Porque o Espiritismo foi revelado entre vós, não creiais num cataclismo das instituições sociais; até agora ele tem realizado uma obra subterrânea e inconsciente para aqueles que foram os seus instrumentos. Hoje que ele vem à tona e surge à luz, nem por isso a marcha do progresso deve ser de lenta regularidade. Desconfiai dos Espíritos impacientes, que vos impelem para as sendas perigosas do desconhecido. A eternidade que vos é prometida deve levar-vos a ter piedade das ambições tão efêmeras da vida. Sede reservados até em suspeitar, muitas vezes, da voz dos Espíritos que se manifestam.

Lembrais-vos disto: O Espírito humano move-se e se agita sob a influência de três causas, que são: a reflexão, a inspiração e a revelação. A reflexão é a riqueza de vossas lembranças, que agitais voluntariamente. Nela, o homem encontra o que lhe é rigorosamente útil, para satisfazer às necessidades de uma posição estacionária. A inspiração é a influência dos Espíritos extraterrestres, que se misturam mais ou menos às vossas próprias reflexões para vos compelir ao progresso; é a intromissão do melhor na insuficiência da passagem, uma força nova que se junta a uma força adquirida,para vos levar mais longe que o presente, a prova irrecusável de uma causa oculta que vos impulsiona para frente, e sem a qual permaneceríeis estacionários. Porque é regra física e moral que o efeito não poderia ser maior que sua causa, e quando isto acontece,como no progresso social, é que uma causa ignorada, não percebida, juntou-se à causa primeira de vosso impulso. A revelação é a mais elevada das forças que agitam o Espírito do homem, porque vem de Deus e só se manifesta por sua vontade expressa; ela é rara, por vezes mesmo inapreciável, algumas vezes evidente para o que a experimenta a ponto de sentir-se involuntariamente tomado de santo respeito. Repito, ela é rara e dada ordinariamente como recompensa à fé sincera, ao coração devotado; mas não tomeis como revelação tudo quanto vos pode ser dado como tal. O homem se vangloria da amizade dos grandes, os Espíritos exibem uma permissão especial de Deus, que muitas vezes lhes falta. Algumas vezes fazem promessas que Deus não ratifica, porque só ele sabe o que é e o que não é preciso.

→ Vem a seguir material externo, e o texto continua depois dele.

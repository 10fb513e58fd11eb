use anyhow::{Context, Result};
use std::future::Future;
use tokio::runtime::Handle;

/// Handle of the runtime started by `main`. Clients keep it so calls made
/// from plain worker threads (batch mode) still reach the same runtime.
pub fn current_handle() -> Result<Handle> {
    Handle::try_current().context("no tokio runtime running")
}

/// Drive `fut` to completion from synchronous code.
///
/// Inside a runtime thread a nested `block_on` would panic, so the
/// worker is first marked as blocking.
pub fn block_on<F: Future>(handle: &Handle, fut: F) -> F::Output {
    if Handle::try_current().is_ok() {
        tokio::task::block_in_place(|| handle.block_on(fut))
    } else {
        handle.block_on(fut)
    }
}
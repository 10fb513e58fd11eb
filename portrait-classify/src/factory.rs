use serde::{Deserialize, Serialize};
use std::str::FromStr;
use std::sync::Arc;
use tracing::warn;

use portrait_core::domain::DomainClassifier;

use crate::budget::RequestBudget;
use crate::heuristic::HeuristicClassifier;
use crate::oracle::{ClassificationCache, DomainOracle, OracleClassifier, OracleOptions};

/// Which classifier runs.
#[derive(Debug, Clone, Copy, PartialEq, Eq, Default, Serialize, Deserialize)]
#[serde(rename_all = "lowercase")]
pub enum ClassifierStrategy {
    #[default]
    Heuristic,
    Oracle,
}

impl FromStr for ClassifierStrategy {
    type Err = String;

    fn from_str(s: &str) -> Result<Self, Self::Err> {
        match s.trim().to_ascii_lowercase().as_str() {
            "heuristic" | "keywords" | "local" => Ok(ClassifierStrategy::Heuristic),
            "oracle" | "llm" => Ok(ClassifierStrategy::Oracle),
            other => Err(format!("unknown classifier strategy: {other}")),
        }
    }
}

/// Build the configured classifier. Asking for the oracle strategy
/// without an oracle (no credentials) falls back to the heuristic.
pub fn build_classifier(
    strategy: ClassifierStrategy,
    oracle: Option<Box<dyn DomainOracle>>,
    budget: Arc<RequestBudget>,
    cache: Arc<ClassificationCache>,
    options: OracleOptions,
) -> Box<dyn DomainClassifier> {
    match (strategy, oracle) {
        (ClassifierStrategy::Oracle, Some(oracle)) => {
            Box::new(OracleClassifier::with_options(oracle, budget, cache, options))
        }
        (ClassifierStrategy::Oracle, None) => {
            warn!("oracle strategy selected but no oracle is configured; using keyword heuristic");
            Box::new(HeuristicClassifier::new(options.readme_char_limit))
        }
        (ClassifierStrategy::Heuristic, _) => Box::new(HeuristicClassifier::new(options.readme_char_limit)),
    }
}
//! README preparation shared by both strategies.

use once_cell::sync::Lazy;
use regex::Regex;

/// Characters of README text sent for classification.
pub const DEFAULT_README_CHAR_LIMIT: usize = 1500;

static CODE_FENCE: Lazy<Regex> = Lazy::new(|| Regex::new(r"(?s)```.*?```").unwrap());
static IMAGE: Lazy<Regex> = Lazy::new(|| Regex::new(r"!\[[^\]]*\]\([^)]*\)").unwrap());
static LINK: Lazy<Regex> = Lazy::new(|| Regex::new(r"\[([^\]]*)\]\([^)]*\)").unwrap());
static URL: Lazy<Regex> = Lazy::new(|| Regex::new(r"https?://\S+").unwrap());
static HTML_TAG: Lazy<Regex> = Lazy::new(|| Regex::new(r"<[^>]+>").unwrap());
static WHITESPACE: Lazy<Regex> = Lazy::new(|| Regex::new(r"\s+").unwrap());

/// Strip code blocks, badges, link targets and markup, collapse whitespace.
pub fn clean_readme(raw: &str) -> String {
    let text = CODE_FENCE.replace_all(raw, " ");
    let text = IMAGE.replace_all(&text, " ");
    let text = LINK.replace_all(&text, "$1");
    let text = URL.replace_all(&text, " ");
    let text = HTML_TAG.replace_all(&text, " ");
    WHITESPACE.replace_all(&text, " ").trim().to_string()
}

/// First `limit` characters of `s`, never splitting a code point.
pub fn truncate_chars(s: &str, limit: usize) -> &str {
    match s.char_indices().nth(limit) {
        Some((idx, _)) => &s[..idx],
        None => s,
    }
}

/// Cleaned and truncated classification text.
pub fn prepare(raw: &str, limit: usize) -> String {
    truncate_chars(&clean_readme(raw), limit).to_string()
}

Eis, meu amigo, tudo quanto posso dizer-te sobre a verdade. Humilha-te perante o grande Ser, por quem tudo vive e se move na infinidade dos mundos, que seu poder governa; medita que se nEle se acha toda a sabedoria, toda justiça e todo poder, nEle também se acha toda a verdade.

Pascal

ESTUDO SOBRE A MEDIUNIDADE

(Sociedade de Paris, 7 de abril de 1865 – Médium: Sr. Costel)

Não se devem erigir em sistemas os ditados mal concebidos e mal expressos, que desnaturam totalmente a inspiração mediúnica, se é que esta tenha existido. Deixo a outros o cuidado de explicar a teoria do progresso, porque é inútil que todos os médiuns tratem do mesmo assunto. Vou ocupar-me da mediunidade, esse tema inesgotável de pesquisas e estudos.

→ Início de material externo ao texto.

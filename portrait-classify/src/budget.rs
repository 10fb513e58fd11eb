//! Shared request budget for external oracle calls.
//!
//! A token bucket: `burst` requests may go out at once, then tokens
//! refill at `requests_per_minute / 60` per second. One budget is shared
//! by every classifier in the process, so parallel batch runs draw from
//! the same quota.

use parking_lot::Mutex;
use std::thread;
use std::time::{Duration, Instant};
use tracing::{debug, info};

#[derive(Debug)]
struct Bucket {
    tokens: f64,
    last_refill: Instant,
    blocked_until: Option<Instant>,
}

#[derive(Debug)]
pub struct RequestBudget {
    /// `None` means unlimited.
    limit: Option<Limit>,
    bucket: Mutex<Bucket>,
}

#[derive(Debug, Clone, Copy)]
struct Limit {
    capacity: f64,
    refill_per_sec: f64,
}

impl RequestBudget {
    pub fn per_minute(requests_per_minute: u32, burst: u32) -> Self {
        let capacity = burst.max(1) as f64;
        Self {
            limit: Some(Limit {
                capacity,
                refill_per_sec: requests_per_minute as f64 / 60.0,
            }),
            bucket: Mutex::new(Bucket {
                tokens: capacity,
                last_refill: Instant::now(),
                blocked_until: None,
            }),
        }
    }

    pub fn unlimited() -> Self {
        Self {
            limit: None,
            bucket: Mutex::new(Bucket {
                tokens: 0.0,
                last_refill: Instant::now(),
                blocked_until: None,
            }),
        }
    }

    pub fn is_unlimited(&self) -> bool {
        self.limit.is_none()
    }

    /// Take one token if available now.
    pub fn try_acquire(&self) -> bool {
        self.try_acquire_at(Instant::now()).is_ok()
    }

    /// Take one token, waiting up to `max_wait` for one to refill.
    pub fn acquire(&self, max_wait: Duration) -> bool {
        let start = Instant::now();
        loop {
            let now = Instant::now();
            let wait = match self.try_acquire_at(now) {
                Ok(()) => return true,
                Err(wait) => wait,
            };
            if now.duration_since(start).saturating_add(wait) > max_wait {
                debug!(?wait, "request budget exhausted");
                return false;
            }
            thread::sleep(wait);
        }
    }

    /// Stop handing out tokens for `pause` (the remote side reported
    /// its quota exceeded) and drain the bucket.
    pub fn back_off(&self, pause: Duration) {
        if self.limit.is_none() {
            return;
        }
        let mut b = self.bucket.lock();
        let until = Instant::now() + pause;
        b.tokens = 0.0;
        b.blocked_until = Some(b.blocked_until.map_or(until, |cur| cur.max(until)));
        info!(pause_secs = pause.as_secs_f64(), "oracle quota exceeded, backing off");
    }

    /// `Err` carries how long until a token could be available.
    fn try_acquire_at(&self, now: Instant) -> Result<(), Duration> {
        let Some(limit) = self.limit else {
            return Ok(());
        };
        let mut b = self.bucket.lock();

        if let Some(until) = b.blocked_until {
            if now < until {
                return Err(until - now);
            }
            b.blocked_until = None;
            b.last_refill = until;
        }

        let elapsed = now.saturating_duration_since(b.last_refill).as_secs_f64();
        b.tokens = (b.tokens + elapsed * limit.refill_per_sec).min(limit.capacity);
        b.last_refill = now;

        if b.tokens >= 1.0 {
            b.tokens -= 1.0;
            return Ok(());
        }
        if limit.refill_per_sec <= 0.0 {
            return Err(Duration::MAX);
        }
        Err(Duration::from_secs_f64((1.0 - b.tokens) / limit.refill_per_sec))
    }
}

#[cfg(test)]
mod tests {
    use super::*;

    #[test]
    fn test_burst_then_empty() {
        let budget = RequestBudget::per_minute(60, 2);
        let now = Instant::now();
        assert!(budget.try_acquire_at(now).is_ok());
        assert!(budget.try_acquire_at(now).is_ok());
        let wait = budget.try_acquire_at(now).unwrap_err();
        assert!(wait <= Duration::from_secs(1));
    }

    #[test]
    fn test_refills_over_time() {
        let budget = RequestBudget::per_minute(60, 1);
        let now = Instant::now();
        assert!(budget.try_acquire_at(now).is_ok());
        assert!(budget.try_acquire_at(now).is_err());
        assert!(budget.try_acquire_at(now + Duration::from_millis(1100)).is_ok());
    }

    #[test]
    fn test_zero_rate_never_refills() {
        let budget = RequestBudget::per_minute(0, 1);
        assert!(budget.try_acquire());
        assert!(!budget.acquire(Duration::from_millis(10)));
    }

    #[test]
    fn test_back_off_blocks_until_pause_ends() {
        let budget = RequestBudget::per_minute(600, 5);
        budget.back_off(Duration::from_secs(30));
        assert!(!budget.try_acquire());
        assert!(!budget.acquire(Duration::from_millis(5)));
    }

    #[test]
    fn test_unlimited_always_grants() {
        let budget = RequestBudget::unlimited();
        assert!(budget.is_unlimited());
        for _ in 0..1000 {
            assert!(budget.try_acquire());
        }
        budget.back_off(Duration::from_secs(60));
        assert!(budget.try_acquire());
    }
}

A mediunidade é uma faculdade inerente à natureza do homem; nem é uma exceção, nem um favor, e faz parte do grande conjunto humano. Como tal está sujeita às variações físicas e às desigualdades morais; sofre o temível dualismo do instinto e da inteligência. Possui seus gênios, sua multidão e suas anomalias.

Jamais se devem atribuir aos Espíritos – e por estes eu me refiro aos que são elevados – esses ditados sem fundo e sem forma, que aliam à sua nulidade o ridículo de serem assinados por nomes ilustres. A mediunidade séria só investe em cérebros providos de uma instrução suficiente ou, pelo menos, provados pelas lutas passionais. Os melhores médiuns são os únicos a receber o afluxo espiritual; os outros sofrem tão-somente o impulso fluídico material, que lhes movimenta as mãos, sem fazer que sua inteligência produza algo que já não disponha em estado latente. É preciso encorajá-los a trabalhar, mas não iniciar o público em suas elucubrações.

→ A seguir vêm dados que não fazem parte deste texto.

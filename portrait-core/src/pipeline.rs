//! Per-profile pipeline: fetch -> metrics -> domains -> labels -> style -> prompts.
//!
//! Data only flows forward. Everything after the fetch degrades instead of
//! failing; a run that gets a profile always yields at least a prompt.

use serde::{Deserialize, Serialize};
use std::any::Any;
use std::panic::{AssertUnwindSafe, catch_unwind};
use std::sync::atomic::{AtomicUsize, Ordering};
use tracing::{debug, info, warn};

use crate::behavior::{BehaviorLabels, BehaviorThresholds, DeveloperCategory, categorize, classify_with};
use crate::cache::{CachedAnalysis, ProfileCache};
use crate::contributions::{HighProfileContributions, PullRequestProfile, analyze_pull_requests, detect_high_profile};
use crate::domain::{DEFAULT_TOP_K, DomainClassifier, DomainScore, DomainTag, RepoText};
use crate::error::PipelineError;
use crate::focus::{FocusSummary, classify_focus};
use crate::metrics::{ActivityMetrics, extract};
use crate::profile::RawProfile;
use crate::prompt::{ProfileFacts, PromptSet, VariationRequest, compose, compose_styles};
use crate::services::{ImageGenerator, ProfileSource};
use crate::style::{StyleAttributes, StyleInputs, StyleMode, map_style};

#[derive(Debug, Clone)]
pub struct PipelineOptions {
    pub top_k: usize,
    pub thresholds: BehaviorThresholds,
    pub style_mode: StyleMode,
    pub variations: VariationRequest,
    /// How many of the fixed style templates to render.
    pub styles: usize,
    pub preferences: Vec<(String, String)>,
    /// Ignore and overwrite cached entries.
    pub force_refresh: bool,
    /// Ask the image service to render the main prompt.
    pub render_image: bool,
    pub reference_image: Option<Vec<u8>>,
}

impl Default for PipelineOptions {
    fn default() -> Self {
        Self {
            top_k: DEFAULT_TOP_K,
            thresholds: BehaviorThresholds::default(),
            style_mode: StyleMode::Automatic,
            variations: VariationRequest::default(),
            styles: 0,
            preferences: Vec::new(),
            force_refresh: false,
            render_image: false,
            reference_image: None,
        }
    }
}

/// What the run delivers besides the prompt text.
#[derive(Debug, Clone, PartialEq, Serialize, Deserialize)]
#[serde(tag = "kind", rename_all = "snake_case")]
pub enum Artifact {
    /// No image was requested.
    PromptOnly,
    Image {
        #[serde(skip)]
        bytes: Vec<u8>,
        size: usize,
    },
    /// Image generation failed; the prompt set is the deliverable.
    PromptFallback { reason: String },
}

#[derive(Debug, Clone, PartialEq, Serialize, Deserialize)]
pub struct PortraitReport {
    pub login: String,
    pub metrics: ActivityMetrics,
    pub domains: DomainScore,
    pub focus_areas: Vec<DomainTag>,
    pub labels: BehaviorLabels,
    pub category: DeveloperCategory,
    pub high_profile: HighProfileContributions,
    pub stack_focus: Option<FocusSummary>,
    pub pull_requests: PullRequestProfile,
    pub attributes: StyleAttributes,
    pub prompts: PromptSet,
    pub artifact: Artifact,
    /// Degradations absorbed during the run.
    pub warnings: Vec<String>,
    pub analysis_from_cache: bool,
}

/// Result for one login of a batch.
#[derive(Debug, Clone)]
pub struct BatchOutcome {
    pub login: String,
    pub result: Result<PortraitReport, PipelineError>,
}

pub struct Pipeline<'a> {
    source: &'a dyn ProfileSource,
    classifier: &'a dyn DomainClassifier,
    cache: &'a dyn ProfileCache,
    images: Option<&'a dyn ImageGenerator>,
    options: PipelineOptions,
}

impl<'a> Pipeline<'a> {
    pub fn new(
        source: &'a dyn ProfileSource,
        classifier: &'a dyn DomainClassifier,
        cache: &'a dyn ProfileCache,
    ) -> Self {
        Self {
            source,
            classifier,
            cache,
            images: None,
            options: PipelineOptions::default(),
        }
    }

    pub fn with_images(mut self, images: &'a dyn ImageGenerator) -> Self {
        self.images = Some(images);
        self
    }

    pub fn with_options(mut self, options: PipelineOptions) -> Self {
        self.options = options;
        self
    }

    pub fn options(&self) -> &PipelineOptions {
        &self.options
    }

    /// Run the whole pipeline for one login.
    pub fn run(&self, login: &str) -> Result<PortraitReport, PipelineError> {
        let profile = self.fetch(login)?;
        Ok(self.run_profile(&profile))
    }

    /// Run every stage after the fetch on an already-held profile.
    pub fn run_profile(&self, profile: &RawProfile) -> PortraitReport {
        let mut warnings = Vec::new();
        let (analysis, from_cache) = self.analysis(profile, &mut warnings);

        let labels = classify_with(&analysis.metrics, &self.options.thresholds);
        let high_profile = detect_high_profile(profile);
        let stack_focus = classify_focus(profile);
        let pull_requests = analyze_pull_requests(&profile.pull_request_titles);
        let category = categorize(&high_profile, stack_focus.as_ref());
        let frameworks = high_profile.top_frameworks(3).into_iter().map(str::to_string).collect();

        let facts = ProfileFacts::new(
            profile.login.clone(),
            &analysis.metrics,
            &analysis.domains,
            self.options.top_k,
            labels,
        )
        .with_category(category, frameworks)
        .with_archetypes(pull_requests.archetypes.clone())
        .with_preferences(self.options.preferences.clone());

        let primary = facts.primary_language().map(|l| l.language.clone());
        let attributes = map_style(
            &StyleInputs {
                primary_language: primary.as_deref(),
                top_domain: facts.top_domain(),
                labels,
            },
            &self.options.style_mode,
        );
        debug!(login = %profile.login, ?labels, ?category, ?attributes, "style mapped");

        let mut prompts = compose(&facts, &attributes, &self.options.variations);
        prompts.styles = compose_styles(&facts, &attributes, self.options.styles);
        let artifact = self.render(&prompts, &mut warnings);

        info!(
            login = %profile.login,
            variations = prompts.variations.len(),
            styles = prompts.styles.len(),
            warnings = warnings.len(),
            "portrait composed"
        );

        PortraitReport {
            login: profile.login.clone(),
            focus_areas: facts.focus_areas.clone(),
            metrics: analysis.metrics,
            domains: analysis.domains,
            labels,
            category,
            high_profile,
            stack_focus,
            pull_requests,
            attributes,
            prompts,
            artifact,
            warnings,
            analysis_from_cache: from_cache,
        }
    }

    /// Run independent pipelines for several logins on up to `parallelism`
    /// threads. One login's failure, panics included, never affects
    /// another's. Exactly one outcome per login, in input order.
    pub fn run_batch(&self, logins: &[String], parallelism: usize) -> Vec<BatchOutcome> {
        let workers = parallelism.clamp(1, logins.len().max(1));
        let counter = AtomicUsize::new(0);
        let next = &counter;

        let finished: Vec<(usize, BatchOutcome)> = std::thread::scope(|scope| {
            let handles: Vec<_> = (0..workers)
                .map(|_| {
                    scope.spawn(move || {
                        let mut done = Vec::new();
                        loop {
                            let i = next.fetch_add(1, Ordering::SeqCst);
                            let Some(login) = logins.get(i) else { break };
                            done.push((i, self.run_isolated(login)));
                        }
                        done
                    })
                })
                .collect();

            handles
                .into_iter()
                .flat_map(|h| h.join().unwrap_or_default())
                .collect()
        });

        let mut slots: Vec<Option<BatchOutcome>> = vec![None; logins.len()];
        for (i, outcome) in finished {
            slots[i] = Some(outcome);
        }
        slots
            .into_iter()
            .zip(logins)
            .map(|(slot, login)| {
                slot.unwrap_or_else(|| BatchOutcome {
                    login: login.clone(),
                    result: Err(PipelineError::Aborted {
                        login: login.clone(),
                        message: "batch worker stopped".to_string(),
                    }),
                })
            })
            .collect()
    }

    /// `run`, with a panic turned into this login's failure.
    fn run_isolated(&self, login: &str) -> BatchOutcome {
        let result = catch_unwind(AssertUnwindSafe(|| self.run(login))).unwrap_or_else(|payload| {
            Err(PipelineError::Aborted {
                login: login.to_string(),
                message: panic_message(payload.as_ref()),
            })
        });
        if let Err(e) = &result {
            warn!(login, error = %e, retryable = e.is_retryable(), "profile failed");
        }
        BatchOutcome {
            login: login.to_string(),
            result,
        }
    }

    fn fetch(&self, login: &str) -> Result<RawProfile, PipelineError> {
        if self.options.force_refresh {
            if let Err(e) = self.cache.invalidate(login) {
                warn!(login, error = %e, "cache invalidate failed");
            }
        } else {
            match self.cache.load_profile(login) {
                Ok(Some(profile)) => {
                    debug!(login, "profile served from cache");
                    return Ok(profile);
                }
                Ok(None) => {}
                Err(e) => warn!(login, error = %e, "cache read failed"),
            }
        }

        info!(login, "fetching profile");
        let profile = self.source.fetch(login).map_err(|source| PipelineError::Fetch {
            login: login.to_string(),
            source,
        })?;

        if let Err(e) = self.cache.store_profile(&profile) {
            warn!(login, error = %e, "cache write failed");
        }
        Ok(profile)
    }

    fn analysis(&self, profile: &RawProfile, warnings: &mut Vec<String>) -> (CachedAnalysis, bool) {
        let login = profile.login.as_str();
        let classifier = self.classifier.name();
        if !self.options.force_refresh {
            match self.cache.load_analysis(login, classifier) {
                Ok(Some(cached)) => return (cached, true),
                Ok(None) => {}
                Err(e) => warn!(login, error = %e, "cache read failed"),
            }
        }

        let metrics = extract(profile);
        if metrics.skipped_timestamps > 0 {
            warnings.push(format!("skipped {} unparseable commit timestamps", metrics.skipped_timestamps));
        }

        let repos = RepoText::from_profile(profile);
        let classification = self.classifier.classify(&repos);
        let degraded = classification.is_degraded();
        if degraded {
            warn!(
                login,
                classifier,
                repos = classification.degraded.len(),
                "domain classification degraded"
            );
            warnings.push(format!(
                "domain classification degraded for {} of {} repositories",
                classification.degraded.len(),
                repos.len()
            ));
        }

        let analysis = CachedAnalysis {
            metrics,
            domains: classification.score,
        };
        if degraded {
            debug!(login, "degraded analysis not cached");
        } else if let Err(e) = self.cache.store_analysis(login, classifier, &analysis) {
            warn!(login, error = %e, "cache write failed");
        }
        (analysis, false)
    }

    fn render(&self, prompts: &PromptSet, warnings: &mut Vec<String>) -> Artifact {
        if !self.options.render_image {
            return Artifact::PromptOnly;
        }
        let Some(images) = self.images else {
            warnings.push("image generation requested but no image service configured".to_string());
            return Artifact::PromptFallback {
                reason: "image service not configured".to_string(),
            };
        };

        match images.generate(&prompts.main, self.options.reference_image.as_deref()) {
            Ok(bytes) if !bytes.is_empty() => Artifact::Image { size: bytes.len(), bytes },
            Ok(_) => {
                warnings.push("image service returned no data".to_string());
                Artifact::PromptFallback {
                    reason: "empty image response".to_string(),
                }
            }
            Err(e) => {
                warn!(login = %prompts.login, error = %e, "image generation failed; returning prompt");
                warnings.push(format!("image generation failed: {e}"));
                Artifact::PromptFallback { reason: e.to_string() }
            }
        }
    }
}

fn panic_message(payload: &(dyn Any + Send)) -> String {
    if let Some(s) = payload.downcast_ref::<&str>() {
        (*s).to_string()
    } else if let Some(s) = payload.downcast_ref::<String>() {
        s.clone()
    } else {
        "panic".to_string()
    }
}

As manifestações espíritas devem ser feitas com a maior reserva; se for indispensável acumular, para a dignidade pessoal, todas as provas de uma perfeita boa-fé em torno das experiências físicas, pelo menos importa preservar as comunicações espirituais do ridículo, que muito facilmente se prendem às idéias e aos sistemas assinados irrisoriamente por nomes célebres, que são e continuarão sempre estranhos a essas produções. Não ponho em dúvida a lealdade das pessoas que, recebendo o choque elétrico, o confundem com a inspiração mediúnica. A Ciência tem seus pseudo-sábios, a mediunidade os seus falsos médiuns, na ordem espiritual, bem entendido.

Tento estabelecer aqui a diferença que existe entre os médiuns inspirados pelos fluidos espirituais e os que não agem senão pelo impulso fluídico corporal, isto é, os que vibram intelectualmente e aqueles cuja ressonância física só leva à produção confusa e inconsciente de suas próprias idéias, ou de idéias vulgares e sem alcance.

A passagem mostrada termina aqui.